## What to produce
Copy all lines in the data that contain the string "derive".

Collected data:

//! Locations, great-circle distance and geohash cell keys.

pub mod error;

#[cfg(test)]
mod tests;

pub use error::{GeoError, GeoResult};

use ::geohash::Coord;
use serde::{Deserialize, Serialize};

use crate::constants::{EARTH_RADIUS_KM, MAX_GEOHASH_PRECISION};

/// A validated latitude/longitude pair in degrees.
///
/// Construct with [`Location::new`]; deserialization applies the same range checks.
#[derive(Debug, Clone, Copy, PartialEq, Serialize, Deserialize)]
#[serde(try_from = "LocationParts")]
pub struct Location {
    latitude: f64,
    longitude: f64,
}

#[derive(Deserialize)]
struct LocationParts {
    latitude: f64,
    longitude: f64,
}

impl TryFrom<LocationParts> for Location {
    type Error = GeoError;

    fn try_from(parts: LocationParts) -> Result<Self, Self::Error> {
        Self::new(parts.latitude, parts.longitude)
    }
}

impl Location {
    /// Creates a location, rejecting out-of-range or non-finite coordinates.
    pub fn new(latitude: f64, longitude: f64) -> GeoResult<Self> {
        if !latitude.is_finite() || !(-90.0..=90.0).contains(&latitude) {
            return Err(GeoError::InvalidLatitude { value: latitude });
        }
        if !longitude.is_finite() || !(-180.0..=180.0).contains(&longitude) {
            return Err(GeoError::InvalidLongitude { value: longitude });
        }
        Ok(Self {
            latitude,
            longitude,
        })
    }

    #[inline]
    pub fn latitude(&self) -> f64 {
        self.latitude
    }

    #[inline]
    pub fn longitude(&self) -> f64 {
        self.longitude
    }
}

impl std::fmt::Display for Location {
    fn fmt(&self, f: &mut std::fmt::Formatter<'_>) -> std::fmt::Result {
        write!(f, "({}, {})", self.latitude, self.longitude)
    }
}

/// Great-circle distance between two locations (haversine), in kilometres.
pub fn distance_km(a: Location, b: Location) -> f64 {
    let lat_a = a.latitude.to_radians();
    let lat_b = b.latitude.to_radians();
    let d_lat = (b.latitude - a.latitude).to_radians();
    let d_lon = (b.longitude - a.longitude).to_radians();

    let h = (d_lat / 2.0).sin().powi(2) + lat_a.cos() * lat_b.cos() * (d_lon / 2.0).sin().powi(2);

    // Rounding can push h a hair above 1 for antipodal points.
    2.0 * EARTH_RADIUS_KM * h.sqrt().min(1.0).asin()
}

/// Encodes `location` as a base32 geohash of `precision` characters.
pub fn geohash(location: Location, precision: usize) -> GeoResult<String> {
    if precision == 0 || precision > MAX_GEOHASH_PRECISION {
        return Err(GeoError::InvalidPrecision {
            precision,
            max: MAX_GEOHASH_PRECISION,
        });
    }

    let coord = Coord {
        x: location.longitude,
        y: location.latitude,
    };
    ::geohash::encode(coord, precision).map_err(|e| GeoError::Encoding {
        reason: e.to_string(),
    })
}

## Exercise response
#[derive(Debug, Clone, Copy, PartialEq, Serialize, Deserialize)]
#[derive(Deserialize)]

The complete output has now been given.